La triennale suisse de la sculpture Bad RagARTz est devenue en peu de temps l’une des plus grandes expositions en plein air du monde. L’hôtellerie-restauration et les commerces de la région du Sarganserland (SG) en profitent. À quoi est dû ce succès ?
Un festival rayonnant : un phare a été transporté par les airs au Guschakopf, un point de vue au-dessus de Bad Ragaz, à des fins promotionnelles. (Image: Susan Rupp)

On n’associe pas nécessairement les grandes manifestations culturelles aux régions rurales. Il en existe pourtant également, comme dans le village de Bad Ragaz, dans le Sarganserland saint-gallois.

Depuis 2000, cette commune de quelque 6000 habitants accueille tous les trois ans la triennale suisse de la sculpture Bad RagARTz. La 8e édition aura lieu en 2021. De mai à fin octobre, 72 artistes du monde entier présenteront un total de 450 œuvres. Les visiteurs peuvent parcourir l’exposition gratuitement et 400 000 à 500 000 personnes profiteront de cette opportunité. Mais quels sont les ingrédients d’un tel succès ?

Un contexte favorable


Comme souvent, l’esprit d’entreprise de quelques individus est à l’origine de l’aventure. La famille Hohmeister voulait créer quelque chose de durable pour le nouveau millénaire, « un événement qui ne soit pas un feu de paille », selon ses termes. À cela s’ajoutait un certain esprit révolutionnaire qui considérait la culture comme un élément social et formateur important : l’art est un antidote à la superficialité et à l’économisation du monde, un forum qui permet de discuter et de concevoir les questions urbanistiques, culturelles et politiques.

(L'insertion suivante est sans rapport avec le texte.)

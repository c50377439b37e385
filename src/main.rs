//! # Sifnos Concierge CLI (`concierge`)
//!
//! ## Usage
//!
//! ```bash
//! concierge --config ./config/concierge.toml <command>
//! ```
//!
//! ## Commands
//!
//! | Command | Description |
//! |---------|-------------|
//! | `concierge ask "<text>"` | Answer one query using the configured sources |
//! | `concierge analyze "<text>"` | Show intent analysis and routing plan (offline) |
//! | `concierge sources` | List data sources and whether each is configured |
//! | `concierge serve` | Start the JSON HTTP API |
//!
//! Logging goes to stderr and is controlled by `RUST_LOG` (default `info`).

use clap::{Parser, Subcommand};
use std::path::PathBuf;
use tracing_subscriber::EnvFilter;

use sifnos_concierge::{concierge, config, server, sources};

/// Sifnos Concierge: intent routing and multi-source answers for the
/// island's hotel chat.
#[derive(Parser)]
#[command(
    name = "concierge",
    about = "Sifnos Concierge: intent routing and multi-source answers for the hotel chat",
    version
)]
struct Cli {
    /// Path to the TOML configuration file.
    #[arg(long, global = true, default_value = "./config/concierge.toml")]
    config: PathBuf,

    #[command(subcommand)]
    command: Commands,
}

#[derive(Subcommand)]
enum Commands {
    /// Answer one query end-to-end and print the reply.
    Ask {
        /// The traveller's question.
        query: String,

        /// Pretend today is this date (YYYY-MM-DD) when resolving phrases
        /// like "next weekend".
        #[arg(long)]
        date: Option<String>,
    },

    /// Print the query analysis and routing plan without calling any source.
    ///
    /// Needs no configuration file.
    Analyze {
        /// The traveller's question.
        query: String,

        /// Pretend today is this date (YYYY-MM-DD).
        #[arg(long)]
        date: Option<String>,
    },

    /// List the four data sources and their configuration status.
    Sources,

    /// Start the HTTP API on `[server].bind`.
    Serve,
}

#[tokio::main]
async fn main() -> anyhow::Result<()> {
    tracing_subscriber::fmt()
        .with_env_filter(EnvFilter::try_from_default_env().unwrap_or_else(|_| EnvFilter::new("info")))
        .with_writer(std::io::stderr)
        .init();

    let cli = Cli::parse();

    // Commands that don't require config
    if let Commands::Analyze { query, date } = &cli.command {
        return concierge::run_analyze(query, date.as_deref());
    }

    match cli.command {
        Commands::Ask { query, date } => {
            concierge::run_ask(&cli.config, &query, date.as_deref()).await?;
        }
        Commands::Sources => {
            let cfg = config::load_config(&cli.config)?;
            sources::list_sources(&cfg)?;
        }
        Commands::Serve => {
            let cfg = config::load_config(&cli.config)?;
            server::run_server(&cfg).await?;
        }
        Commands::Analyze { .. } => {}
    }

    Ok(())
}
//! Process configuration.
//!
//! Values come from built-in defaults, overridden by `TASKBOARD_*`
//! environment variables (e.g. `TASKBOARD_BIND_ADDR`,
//! `TASKBOARD_DATABASE_URL`, `TASKBOARD_CORS_ALLOWED_ORIGINS='["http://localhost:3000"]'`).

use figment::{
    Figment,
    providers::{Env, Serialized},
};
use serde::{Deserialize, Serialize};

use taskboard_observability::LogFormat;

pub const DEV_JWT_SECRET: &str = "dev-secret";
pub const ENV_PREFIX: &str = "TASKBOARD_";

#[derive(Debug, Clone, PartialEq, Eq, Serialize, Deserialize)]
#[serde(default)]
pub struct ApiConfig {
    pub bind_addr: String,
    pub jwt_secret: String,
    pub token_ttl_minutes: i64,
    /// Postgres connection string. Without one the API runs on an in-memory store.
    #[serde(skip_serializing_if = "Option::is_none")]
    pub database_url: Option<String>,
    pub seed_demo_data: bool,
    /// Allowed CORS origins; empty allows any origin.
    pub cors_allowed_origins: Vec<String>,
    pub log_format: LogFormat,
}

impl Default for ApiConfig {
    fn default() -> Self {
        Self {
            bind_addr: "0.0.0.0:8080".to_string(),
            jwt_secret: DEV_JWT_SECRET.to_string(),
            token_ttl_minutes: 24 * 60,
            database_url: None,
            seed_demo_data: false,
            cors_allowed_origins: Vec::new(),
            log_format: LogFormat::Json,
        }
    }
}

impl ApiConfig {
    /// Defaults merged with the process environment.
    pub fn load() -> Result<Self, figment::Error> {
        Self::figment().extract()
    }

    pub fn figment() -> Figment {
        Figment::from(Serialized::defaults(ApiConfig::default())).merge(Env::prefixed(ENV_PREFIX))
    }

    pub fn uses_dev_secret(&self) -> bool {
        self.jwt_secret == DEV_JWT_SECRET
    }

    pub fn token_ttl(&self) -> chrono::Duration {
        chrono::Duration::minutes(self.token_ttl_minutes.max(1))
    }
}

#[cfg(test)]
mod tests {
    use super::*;

    #[test]
    fn defaults_are_in_memory_json_logging() {
        let cfg: ApiConfig = Figment::from(Serialized::defaults(ApiConfig::default()))
            .extract()
            .unwrap();
        assert_eq!(cfg, ApiConfig::default());
        assert!(cfg.uses_dev_secret());
        assert_eq!(cfg.token_ttl(), chrono::Duration::hours(24));
    }

    #[test]
    fn overrides_merge_over_defaults() {
        let cfg: ApiConfig = Figment::from(Serialized::defaults(ApiConfig::default()))
            .merge(Serialized::default("jwt_secret", "s3cret"))
            .merge(Serialized::default("log_format", "pretty"))
            .merge(Serialized::default("cors_allowed_origins", vec!["http://localhost:3000"]))
            .extract()
            .unwrap();

        assert_eq!(cfg.jwt_secret, "s3cret");
        assert_eq!(cfg.log_format, LogFormat::Pretty);
        assert_eq!(cfg.cors_allowed_origins, vec!["http://localhost:3000".to_string()]);
        assert_eq!(cfg.bind_addr, "0.0.0.0:8080");
    }
}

Une idée et un esprit d’entreprise ne suffisent cependant généralement pas, encore faut-il avoir le « terreau » nécessaire pour les faire pousser. Un projet ne se réalise pas sans l’environnement et les connaissances adéquats. L’environnement doit disposer des bonnes ressources et ne pas étouffer l’idée dans l’œuf. Or, Bad Ragaz fournit ce cadre : elle a une longue tradition de station thermale, dispose des parcs appropriés qui peuvent être exploités, et pratique une certaine ouverture au monde et à la culture. Principale institution touristique de la commune, le Grand Resort accueille par exemple des hôtes du monde entier.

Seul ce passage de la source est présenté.